And this reversion to the mean in trend and loss development is something that we have been underwriting for, pricing for and embedding in our trend factors for several years, prior to this being in the headlines now.
Seasons continued to decrease their volatility through a combination of gross line reductions, buying down treaty retentions, buying more casualty reinsurance and buying more facultative reinsurance in both property and casualty. Fac helped seasons manage line size and protect certain rigs that get limited or excluded under treaties during this part of the cycle. Then at the right price, terms and conditions assuming that risk, our seasoned fac teams can specifically underwrite those risks.
In the last many months of fac renewals, including this 1/1, we have seen a significant increase in the number of opportunities in fac, both in casualty and property, in the U.S. as well as internationally, much coming with significant rate lift. And mortgage, which has treaties incepting throughout the year, remains a positive driver in reinsurance.
Finally, the right side of the W-shape model, retro. At January 1, retro rates were up meaningfully, and we wrote more premiums accordingly. We dusted off our pillared product, PURPLE, and marketed that beyond the few core clients who have been consistent buyers.
The end result was roughly a 25% increase in our combined retro and PURPLE premium. Therefore, improving insurance, mixed reinsurance with some bright spots and improved retro results in the W-shaped market.
As we look forward to 2020, we see January one momentum continuing throughout the year on reinsurance and retro, including upward pricing pressure both in Japan at April one and also in Florida at June 1. Trapped capital and investor fatigue continue as important drivers in the property space.
We see a mixed casualty reinsurance market continuing in 2020 with some reinsurers writing more and some are treating or writing less. This is a function of perception of loss trends, market share and underwriting actions taken over the last several years. As discussed on many prior earnings calls, given casualty underwriting actions we took the last six to eight years, we are optimistic about the current market.
Mortgage continues to be a core line for us. We have increased our book and expect to see increased reinsurance demand from the buyers in 2020 and beyond. With proactive optimization, continued re-underwriting and diversifying our global portfolio, we are pleased with the outcome at January one and are well positioned for the future. Thank you.
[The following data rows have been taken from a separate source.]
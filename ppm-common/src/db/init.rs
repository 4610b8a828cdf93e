//! Database initialization
//!
//! Creates the SQLite database on first run and applies the schema
//! idempotently (`CREATE TABLE IF NOT EXISTS`) on every start.

use crate::Result;
use sqlx::{sqlite::SqlitePoolOptions, SqlitePool};
use std::path::Path;
use tracing::info;

/// Current schema version recorded in `schema_version`
pub const SCHEMA_VERSION: i64 = 2;

/// Initialize database connection and create tables if needed
pub async fn init_database(db_path: &Path) -> Result<SqlitePool> {
    let newly_created = !db_path.exists();

    if let Some(parent) = db_path.parent() {
        std::fs::create_dir_all(parent)?;
    }

    let db_url = format!("sqlite://{}?mode=rwc", db_path.display());
    let pool = SqlitePoolOptions::new()
        .max_connections(10)
        .min_connections(1)
        .after_connect(|conn, _meta| {
            Box::pin(async move {
                // Per-connection pragmas
                sqlx::query("PRAGMA foreign_keys = ON").execute(&mut *conn).await?;
                sqlx::query("PRAGMA busy_timeout = 5000").execute(&mut *conn).await?;
                Ok(())
            })
        })
        .connect(&db_url)
        .await?;

    if newly_created {
        info!("Initialized new database: {}", db_path.display());
    } else {
        info!("Opened existing database: {}", db_path.display());
    }

    // WAL lets readers keep seeing the last committed snapshot while a refresh writes
    sqlx::query("PRAGMA journal_mode = WAL").execute(&pool).await?;

    create_schema(&pool).await?;

    Ok(pool)
}

/// Apply the full schema (idempotent)
pub async fn create_schema(pool: &SqlitePool) -> Result<()> {
    create_schema_version_table(pool).await?;
    create_entities_table(pool).await?;
    create_observations_table(pool).await?;
    create_master_entity_data_table(pool).await?;
    create_collection_status_table(pool).await?;
    migrate_v2(pool).await?;
    Ok(())
}

/// v2: event venue linkage and end times
async fn migrate_v2(pool: &SqlitePool) -> Result<()> {
    add_column_if_missing(pool, "entities", "venue_name", "TEXT").await?;
    add_column_if_missing(pool, "master_entity_data", "ends_at", "TEXT").await?;
    add_column_if_missing(pool, "master_entity_data", "venue_id", "TEXT").await?;

    sqlx::query("INSERT OR IGNORE INTO schema_version (version) VALUES (?)")
        .bind(2_i64)
        .execute(pool)
        .await?;
    Ok(())
}

async fn add_column_if_missing(pool: &SqlitePool, table: &str, column: &str, decl: &str) -> Result<()> {
    let sql = format!("SELECT COUNT(*) FROM pragma_table_info('{}') WHERE name = ?", table);
    let has_column: i64 = sqlx::query_scalar(&sql).bind(column).fetch_one(pool).await?;

    if has_column == 0 {
        sqlx::query(&format!("ALTER TABLE {} ADD COLUMN {} {}", table, column, decl))
            .execute(pool)
            .await?;
        info!("Migration v2: added {}.{}", table, column);
    }
    Ok(())
}

async fn create_schema_version_table(pool: &SqlitePool) -> Result<()> {
    sqlx::query(
        r#"
        CREATE TABLE IF NOT EXISTS schema_version (
            version INTEGER PRIMARY KEY,
            applied_at TEXT NOT NULL DEFAULT CURRENT_TIMESTAMP
        )
        "#,
    )
    .execute(pool)
    .await?;

    sqlx::query("INSERT OR IGNORE INTO schema_version (version) VALUES (?)")
        .bind(SCHEMA_VERSION)
        .execute(pool)
        .await?;

    Ok(())
}

async fn create_entities_table(pool: &SqlitePool) -> Result<()> {
    // No CHECK tying lat/lng together: rows written by other tools may break the
    // pairing and must be skipped (with a warning) at aggregation time
    sqlx::query(
        r#"
        CREATE TABLE IF NOT EXISTS entities (
            entity_id TEXT PRIMARY KEY,
            kind TEXT NOT NULL CHECK (kind IN ('venue', 'event')),
            external_id TEXT NOT NULL,
            provider TEXT NOT NULL,
            name TEXT NOT NULL,
            category TEXT,
            status TEXT NOT NULL DEFAULT 'active' CHECK (status IN ('active', 'closed', 'cancelled')),
            lat REAL,
            lng REAL,
            address TEXT,
            starts_at TEXT,
            ends_at TEXT,
            venue_name TEXT,
            created_at TEXT NOT NULL,
            updated_at TEXT NOT NULL,
            UNIQUE (external_id, provider)
        )
        "#,
    )
    .execute(pool)
    .await?;

    sqlx::query("CREATE INDEX IF NOT EXISTS idx_entities_location ON entities(lat, lng)")
        .execute(pool)
        .await?;

    Ok(())
}

async fn create_observations_table(pool: &SqlitePool) -> Result<()> {
    // Append-only; observation_id is the insertion-order tie-break
    sqlx::query(
        r#"
        CREATE TABLE IF NOT EXISTS observations (
            observation_id INTEGER PRIMARY KEY AUTOINCREMENT,
            source TEXT NOT NULL,
            entity_id TEXT,
            lat REAL,
            lng REAL,
            tract_id TEXT,
            polygon TEXT,
            area TEXT,
            observed_at TEXT NOT NULL,
            payload TEXT NOT NULL,
            ingested_at TEXT NOT NULL
        )
        "#,
    )
    .execute(pool)
    .await?;

    sqlx::query("CREATE INDEX IF NOT EXISTS idx_observations_source ON observations(source, observed_at)")
        .execute(pool)
        .await?;
    sqlx::query("CREATE INDEX IF NOT EXISTS idx_observations_entity ON observations(entity_id, source)")
        .execute(pool)
        .await?;

    Ok(())
}

async fn create_master_entity_data_table(pool: &SqlitePool) -> Result<()> {
    sqlx::query(
        r#"
        CREATE TABLE IF NOT EXISTS master_entity_data (
            entity_id TEXT PRIMARY KEY,
            kind TEXT NOT NULL,
            external_id TEXT NOT NULL,
            provider TEXT NOT NULL,
            name TEXT NOT NULL,
            category TEXT,
            status TEXT NOT NULL,
            lat REAL NOT NULL,
            lng REAL NOT NULL,
            address TEXT,
            starts_at TEXT,
            ends_at TEXT,
            venue_id TEXT,
            prediction TEXT,
            sentiment TEXT,
            foot_traffic TEXT,
            traffic TEXT,
            weather TEXT,
            demographic TEXT,
            economic TEXT,
            data_completeness_score REAL NOT NULL CHECK (data_completeness_score >= 0 AND data_completeness_score <= 1),
            composite_score REAL NOT NULL CHECK (composite_score >= 0),
            data_source_type TEXT NOT NULL,
            latest_observation_at TEXT,
            last_refreshed TEXT NOT NULL
        )
        "#,
    )
    .execute(pool)
    .await?;

    sqlx::query(
        "CREATE INDEX IF NOT EXISTS idx_master_entity_rank ON master_entity_data(data_completeness_score DESC, composite_score DESC)",
    )
    .execute(pool)
    .await?;
    sqlx::query("CREATE INDEX IF NOT EXISTS idx_master_entity_location ON master_entity_data(lat, lng)")
        .execute(pool)
        .await?;

    Ok(())
}

async fn create_collection_status_table(pool: &SqlitePool) -> Result<()> {
    sqlx::query(
        r#"
        CREATE TABLE IF NOT EXISTS collection_status (
            source_name TEXT PRIMARY KEY,
            source_type TEXT NOT NULL,
            last_successful_collection TEXT,
            last_attempted_collection TEXT,
            health_score REAL NOT NULL DEFAULT 0 CHECK (health_score >= 0 AND health_score <= 1),
            error_count INTEGER NOT NULL DEFAULT 0,
            consecutive_errors INTEGER NOT NULL DEFAULT 0,
            total_runs INTEGER NOT NULL DEFAULT 0,
            successful_runs INTEGER NOT NULL DEFAULT 0,
            records_last_run INTEGER NOT NULL DEFAULT 0,
            last_duration_seconds REAL,
            status_details TEXT
        )
        "#,
    )
    .execute(pool)
    .await?;

    Ok(())
}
And now I will turn it over to Jon to review our insurance operations.
Thank you, John, and good morning.
Everest insurance completed 2019, delivering another year of solid profitable growth with the strongest underwriting income in many years, and as you heard from Juan, achieving a milestone of $270 million of pretax operating income.
Stated simply, the insurance organization is well positioned for continued success in this firming market. Our strategy, thoughtfully executed upon over the past several years, is producing solid results.
We continue to increase our relevance within the specialty insurance segment, and most importantly, among our valued clients. We remain optimistic about the future and continue to see meaningful opportunities ahead. This is an underwriter’s market, and we have the platform, the products and outstanding talent to continue to thrive.
For the full year 2019, we achieved gross written premium growth of 23% or $2.8 billion. Our net written premium, likewise, grew 22% to $2.1 billion. Over the last two quarters of 2019, we experienced a gross written premium growth rate of 30%, which speaks to the accelerated pace of firming in the market and the increased opportunity set across our global specialty wholesale and retail product offerings.
Various underwriting divisions, representing our short, medium and long tail books, all experienced opportunistic growth in the quarter. Our mix remained generally similar to the prior year, with one notable decline in U.S. workers' compensation down 4%, now equaling about 20% of our total writings.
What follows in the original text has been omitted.